October 18, 2021

Understanding the core idea behind LaTeX

 

LaTeX is known as the most powerful typesetting program available. The open question which of the principles are future ready and which not. At first let us describe some elements of TeX which can be ignored. First problem is that the ecosystem is very huge. The tex live distribution is not a single binary program but it contains of hundreds of different programs which were created with million lines of code over decades. The problem is that nobody knows which of the code is relevant anymore.
Second problem with tex is that the original program “tex.web” was written with literate programming in mind and is based on the Turbo pascal syntax. Both ideas might be interesting as separate projects but they have nothing to do with typesetting.
After this negative describe let us search for some elements which are working great in TeX. First thing is the idea to use a markup language to create the layout. LaTeX provides around 250 commands which are rendered into a pdf document. This concept is similar to what gnuplot is using and it is very powerful.

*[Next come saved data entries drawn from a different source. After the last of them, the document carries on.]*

//! Scripted adapter, factory and usage sink for tests without network access.
//!
//! [`MockAdapter`] keeps one response queue per wire model id, so a fallback
//! plan can script each model independently. Every `open` is logged with the
//! (tokio) time it happened, which lets paused-clock tests assert backoff.

use std::collections::{HashMap, VecDeque};
use std::sync::Arc;
use std::sync::atomic::{AtomicUsize, Ordering};
use std::time::Duration;

use async_trait::async_trait;
use futures::stream;
use parking_lot::Mutex;
use relay_core::events::CanonicalEvent;

use crate::provider::{
    ModelRequest, ProviderAdapter, ProviderError, ProviderFamily, ProviderResult, RawStream,
    StreamChunk,
};
use crate::resolver::AdapterFactory;
use crate::usage::{UsageRecord, UsageSink, UsageSinkError};

/// One scripted reply to [`ProviderAdapter::open`].
#[derive(Debug)]
pub enum MockResponse {
    /// Open succeeds and yields these chunks.
    Stream(Vec<StreamChunk>),
    /// Open succeeds, yields the chunks, then fails mid-stream.
    StreamThenError(Vec<StreamChunk>, ProviderError),
    /// Open fails.
    Error(ProviderError),
    /// Wait, then behave like the inner response.
    Delay(Duration, Box<MockResponse>),
}

impl MockResponse {
    /// A stream of one text event per fragment.
    pub fn text(fragments: &[&str]) -> Self {
        Self::Stream(
            fragments
                .iter()
                .map(|f| StreamChunk::Event(CanonicalEvent::text(*f)))
                .collect(),
        )
    }

    /// Wrap any response with a delay before `open` returns.
    pub fn delayed(delay: Duration, inner: Self) -> Self {
        Self::Delay(delay, Box::new(inner))
    }
}

/// One recorded `open`.
#[derive(Clone, Debug)]
pub struct MockCall {
    /// Family the adapter was built for.
    pub family: ProviderFamily,
    /// The request as the adapter received it.
    pub request: ModelRequest,
    /// When `open` was entered.
    pub at: tokio::time::Instant,
}

#[derive(Debug, Default)]
struct MockState {
    responses: Mutex<HashMap<String, VecDeque<MockResponse>>>,
    calls: Mutex<Vec<MockCall>>,
}

/// Adapter that replays scripted responses per wire model id.
///
/// Clones share the same script and call log.
#[derive(Clone, Debug)]
pub struct MockAdapter {
    family: ProviderFamily,
    state: Arc<MockState>,
}

impl Default for MockAdapter {
    fn default() -> Self {
        Self::new()
    }
}

impl MockAdapter {
    /// Empty script.
    pub fn new() -> Self {
        Self {
            family: ProviderFamily::OpenAi,
            state: Arc::default(),
        }
    }

    /// A view of the same script reporting `family`.
    pub fn for_family(&self, family: ProviderFamily) -> Self {
        Self {
            family,
            state: Arc::clone(&self.state),
        }
    }

    /// Queue a response for `model`.
    pub fn push(&self, model: &str, response: MockResponse) -> &Self {
        self.state
            .responses
            .lock()
            .entry(model.to_string())
            .or_default()
            .push_back(response);
        self
    }

    /// Every `open` so far, oldest first.
    pub fn calls(&self) -> Vec<MockCall> {
        self.state.calls.lock().clone()
    }

    /// Wire model ids in call order.
    pub fn called_models(&self) -> Vec<String> {
        self.state
            .calls
            .lock()
            .iter()
            .map(|c| c.request.model.clone())
            .collect()
    }

    /// Number of `open` calls.
    pub fn call_count(&self) -> usize {
        self.state.calls.lock().len()
    }
}

#[async_trait]
impl ProviderAdapter for MockAdapter {
    fn family(&self) -> ProviderFamily {
        self.family
    }

    async fn open(&self, request: &ModelRequest) -> ProviderResult<RawStream> {
        self.state.calls.lock().push(MockCall {
            family: self.family,
            request: request.clone(),
            at: tokio::time::Instant::now(),
        });

        let next = self
            .state
            .responses
            .lock()
            .get_mut(&request.model)
            .and_then(VecDeque::pop_front);
        let Some(mut response) = next else {
            return Err(ProviderError::Other {
                message: format!("mock: no response queued for {}", request.model),
            });
        };

        loop {
            match response {
                MockResponse::Delay(delay, inner) => {
                    tokio::time::sleep(delay).await;
                    response = *inner;
                }
                MockResponse::Stream(chunks) => {
                    return Ok(Box::pin(stream::iter(chunks.into_iter().map(Ok))));
                }
                MockResponse::StreamThenError(chunks, err) => {
                    let items = chunks
                        .into_iter()
                        .map(Ok)
                        .chain(std::iter::once(Err(err)));
                    return Ok(Box::pin(stream::iter(items)));
                }
                MockResponse::Error(err) => return Err(err),
            }
        }
    }
}

/// Factory that hands out views of one shared [`MockAdapter`].
#[derive(Debug, Default)]
pub struct MockFactory {
    adapter: MockAdapter,
    builds: AtomicUsize,
}

impl MockFactory {
    /// Factory over an existing script.
    pub fn new(adapter: MockAdapter) -> Self {
        Self {
            adapter,
            builds: AtomicUsize::new(0),
        }
    }

    /// The shared script.
    pub fn adapter(&self) -> &MockAdapter {
        &self.adapter
    }

    /// Number of adapters built so far.
    pub fn builds(&self) -> usize {
        self.builds.load(Ordering::Relaxed)
    }
}

impl AdapterFactory for MockFactory {
    fn build(
        &self,
        family: ProviderFamily,
        _scope: Option<&str>,
    ) -> ProviderResult<Arc<dyn ProviderAdapter>> {
        let _ = self.builds.fetch_add(1, Ordering::Relaxed);
        Ok(Arc::new(self.adapter.for_family(family)))
    }
}

/// Usage sink that keeps every record in memory.
#[derive(Debug, Default)]
pub struct RecordingUsageSink {
    records: Mutex<Vec<UsageRecord>>,
    fail: bool,
}

impl RecordingUsageSink {
    /// A sink that records, then reports failure.
    pub fn failing() -> Self {
        Self {
            records: Mutex::default(),
            fail: true,
        }
    }

    /// Records received so far.
    pub fn records(&self) -> Vec<UsageRecord> {
        self.records.lock().clone()
    }
}

#[async_trait]
impl UsageSink for RecordingUsageSink {
    async fn record(&self, record: UsageRecord) -> Result<(), UsageSinkError> {
        self.records.lock().push(record);
        if self.fail {
            Err(UsageSinkError::new("recording sink configured to fail"))
        } else {
            Ok(())
        }
    }
}

// ─────────────────────────────────────────────────────────────────────────────
// Tests
// ─────────────────────────────────────────────────────────────────────────────

#[cfg(test)]
mod tests {
    use futures::StreamExt;

    use super::*;

    fn request(model: &str) -> ModelRequest {
        ModelRequest {
            model: model.into(),
            messages: Vec::new(),
            options: crate::provider::RequestOptions::default(),
        }
    }

    #[tokio::test]
    async fn responses_replay_per_model_in_order() {
        let mock = MockAdapter::new();
        let _ = mock
            .push("a", MockResponse::text(&["one"]))
            .push("a", MockResponse::Error(ProviderError::Timeout { after_ms: 5 }))
            .push("b", MockResponse::text(&["two"]));

        let first: Vec<_> = mock.open(&request("a")).await.unwrap().collect().await;
        assert_eq!(first.len(), 1);
        assert!(mock.open(&request("a")).await.is_err());
        assert!(mock.open(&request("b")).await.is_ok());
        assert_eq!(mock.called_models(), vec!["a", "a", "b"]);
    }

    #[tokio::test]
    async fn unscripted_model_fails() {
        let mock = MockAdapter::new();
        let err = mock.open(&request("x")).await.err().unwrap();
        assert!(!err.is_retryable());
    }

    #[tokio::test]
    async fn stream_then_error_ends_with_err() {
        let mock = MockAdapter::new();
        let _ = mock.push(
            "a",
            MockResponse::StreamThenError(
                vec![StreamChunk::Event(CanonicalEvent::text("x"))],
                ProviderError::Connection {
                    message: "reset".into(),
                },
            ),
        );
        let items: Vec<_> = mock.open(&request("a")).await.unwrap().collect().await;
        assert!(items[0].is_ok());
        assert!(items[1].is_err());
    }

    #[tokio::test(start_paused = true)]
    async fn delay_uses_tokio_clock() {
        let mock = MockAdapter::new();
        let _ = mock.push(
            "a",
            MockResponse::delayed(Duration::from_secs(5), MockResponse::text(&["late"])),
        );
        let start = tokio::time::Instant::now();
        let _ = mock.open(&request("a")).await.unwrap();
        assert_eq!(start.elapsed(), Duration::from_secs(5));
    }

    #[test]
    fn factory_views_share_script() {
        let factory = MockFactory::default();
        let adapter = factory.build(ProviderFamily::Google, None).unwrap();
        assert_eq!(adapter.family(), ProviderFamily::Google);
        assert_eq!(factory.builds(), 1);
    }
}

The second interesting feature of TeX is that the rendering mechanism is working with boxes. A box is 2d space surrounded with a frame and can contains a single character, a paragraph, and an entire page. These boxes are arranged by the LaTeX renderer in the pdf document.

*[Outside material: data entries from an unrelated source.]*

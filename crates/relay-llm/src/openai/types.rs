//! OpenAI-compatible chat completions wire types.
//!
//! Shared by `OpenAI` and `OpenRouter`. `OpenRouter` accepts the same body
//! plus a `usage.include` flag that makes the final chunk report a direct
//! `cost`, and attribution headers for the calling app.

use serde::{Deserialize, Serialize};
use serde_json::Value;

use crate::provider::ProviderFamily;

/// Connection settings for one OpenAI-compatible adapter.
#[derive(Clone)]
pub struct OpenAiConfig {
    /// `OpenAi` or `OpenRouter`.
    pub family: ProviderFamily,
    /// Bearer token.
    pub api_key: String,
    /// Base URL without a trailing slash.
    pub base_url: String,
    /// Attribution scope sent as `user`.
    pub user: Option<String>,
    /// `OpenRouter` `X-Title` header.
    pub app_title: Option<String>,
    /// `OpenRouter` `HTTP-Referer` header.
    pub app_url: Option<String>,
}

impl OpenAiConfig {
    /// Config for the `OpenAI` API.
    pub fn openai(api_key: String, base_url: String, user: Option<String>) -> Self {
        Self {
            family: ProviderFamily::OpenAi,
            api_key,
            base_url,
            user,
            app_title: None,
            app_url: None,
        }
    }

    /// Config for the `OpenRouter` API.
    pub fn openrouter(api_key: String, base_url: String, user: Option<String>) -> Self {
        Self {
            family: ProviderFamily::OpenRouter,
            ..Self::openai(api_key, base_url, user)
        }
    }
}

impl std::fmt::Debug for OpenAiConfig {
    fn fmt(&self, f: &mut std::fmt::Formatter<'_>) -> std::fmt::Result {
        f.debug_struct("OpenAiConfig")
            .field("family", &self.family)
            .field("api_key", &"<redacted>")
            .field("base_url", &self.base_url)
            .field("user", &self.user)
            .field("app_title", &self.app_title)
            .field("app_url", &self.app_url)
            .finish()
    }
}

// ─────────────────────────────────────────────────────────────────────────────
// Request
// ─────────────────────────────────────────────────────────────────────────────

/// Request body.
#[derive(Clone, Debug, Serialize)]
pub struct ChatRequest {
    /// Model id.
    pub model: String,
    /// Conversation.
    pub messages: Vec<ChatMessage>,
    /// Always true.
    pub stream: bool,
    /// Ask for a final usage chunk.
    pub stream_options: StreamOptions,
    /// Output budget (`OpenAI`).
    #[serde(skip_serializing_if = "Option::is_none")]
    pub max_completion_tokens: Option<u32>,
    /// Output budget (`OpenRouter`).
    #[serde(skip_serializing_if = "Option::is_none")]
    pub max_tokens: Option<u32>,
    /// Sampling temperature.
    #[serde(skip_serializing_if = "Option::is_none")]
    pub temperature: Option<f64>,
    /// Stop sequences.
    #[serde(skip_serializing_if = "Option::is_none")]
    pub stop: Option<Vec<String>>,
    /// End-user attribution.
    #[serde(skip_serializing_if = "Option::is_none")]
    pub user: Option<String>,
    /// `OpenRouter` usage accounting switch.
    #[serde(skip_serializing_if = "Option::is_none")]
    pub usage: Option<UsageAccounting>,
}

/// One chat message.
#[derive(Clone, Debug, Serialize)]
pub struct ChatMessage {
    /// `system`, `user` or `assistant`.
    pub role: &'static str,
    /// Plain-text content.
    pub content: String,
}

/// `stream_options` object.
#[derive(Clone, Copy, Debug, Serialize)]
pub struct StreamOptions {
    /// Emit a usage-only chunk before `[DONE]`.
    pub include_usage: bool,
}

/// `OpenRouter` `usage` request object.
#[derive(Clone, Copy, Debug, Serialize)]
pub struct UsageAccounting {
    /// Report token counts and cost in the final chunk.
    pub include: bool,
}

// ─────────────────────────────────────────────────────────────────────────────
// Stream chunks
// ─────────────────────────────────────────────────────────────────────────────

/// One `data:` payload from the streaming response.
#[derive(Clone, Debug, Default, Deserialize)]
#[serde(default)]
pub struct ChatChunk {
    /// Choice deltas; empty on the usage chunk.
    pub choices: Vec<ChunkChoice>,
    /// Usage, present on the final chunk only.
    pub usage: Option<ChunkUsage>,
    /// Mid-stream error (`OpenRouter`).
    pub error: Option<ChunkError>,
}

/// One choice in a chunk.
#[derive(Clone, Debug, Default, Deserialize)]
#[serde(default)]
pub struct ChunkChoice {
    /// Incremental content.
    pub delta: ChunkDelta,
    /// Set on the last chunk of the choice.
    pub finish_reason: Option<String>,
}

/// Incremental content.
#[derive(Clone, Debug, Default, Deserialize)]
#[serde(default)]
pub struct ChunkDelta {
    /// Response text.
    pub content: Option<String>,
    /// Reasoning text (`OpenRouter`).
    pub reasoning: Option<String>,
    /// Reasoning text (DeepSeek-style providers).
    pub reasoning_content: Option<String>,
}

/// Final usage report.
#[derive(Clone, Debug, Default, Deserialize)]
#[serde(default)]
pub struct ChunkUsage {
    /// Prompt tokens, cached included.
    pub prompt_tokens: u64,
    /// Completion tokens.
    pub completion_tokens: u64,
    /// Prompt breakdown.
    pub prompt_tokens_details: Option<PromptTokensDetails>,
    /// Cost in USD (`OpenRouter`).
    pub cost: Option<f64>,
}

/// Prompt token breakdown.
#[derive(Clone, Debug, Default, Deserialize)]
#[serde(default)]
pub struct PromptTokensDetails {
    /// Cached subset of the prompt.
    pub cached_tokens: u64,
}

/// Mid-stream error object.
#[derive(Clone, Debug, Default, Deserialize)]
#[serde(default)]
pub struct ChunkError {
    /// Human-readable message.
    pub message: String,
    /// Numeric or string code.
    pub code: Option<Value>,
}

// ─────────────────────────────────────────────────────────────────────────────
// Tests
// ─────────────────────────────────────────────────────────────────────────────

#[cfg(test)]
mod tests {
    use super::*;

    #[test]
    fn parses_usage_chunk_with_cost() {
        let chunk: ChatChunk = serde_json::from_str(
            r#"{"choices":[],"usage":{"prompt_tokens":100,"completion_tokens":7,"prompt_tokens_details":{"cached_tokens":64},"cost":0.002}}"#,
        )
        .unwrap();
        let usage = chunk.usage.unwrap();
        assert_eq!(usage.prompt_tokens, 100);
        assert_eq!(usage.prompt_tokens_details.unwrap().cached_tokens, 64);
        assert_eq!(usage.cost, Some(0.002));
    }

    #[test]
    fn parses_error_chunk_with_numeric_code() {
        let chunk: ChatChunk =
            serde_json::from_str(r#"{"error":{"code":502,"message":"upstream died"}}"#).unwrap();
        let error = chunk.error.unwrap();
        assert_eq!(error.message, "upstream died");
        assert_eq!(error.code, Some(serde_json::json!(502)));
    }

    #[test]
    fn openrouter_config_inherits_fields() {
        let config = OpenAiConfig::openrouter("k".into(), "http://r".into(), Some("u".into()));
        assert_eq!(config.family, ProviderFamily::OpenRouter);
        assert_eq!(config.user.as_deref(), Some("u"));
        assert!(!format!("{config:?}").contains("\"k\""));
    }
}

For reimplementing LaTeX some software has to be written which understand 250 different Tex commands and is using boxes to create a .png image or a pdf file. The latex markup language is used as input, it gets converted into boxes and then the output is generated as an image file. So the open queston is how to implement such a software?
One possible attempt would be an interactive prototype which contains of an input window left. The user types in a paragraph and on the right side the rendered boxes are shown as image. What the underlying renderer is doing is to create new boxes, and take decisions about the position on the screen.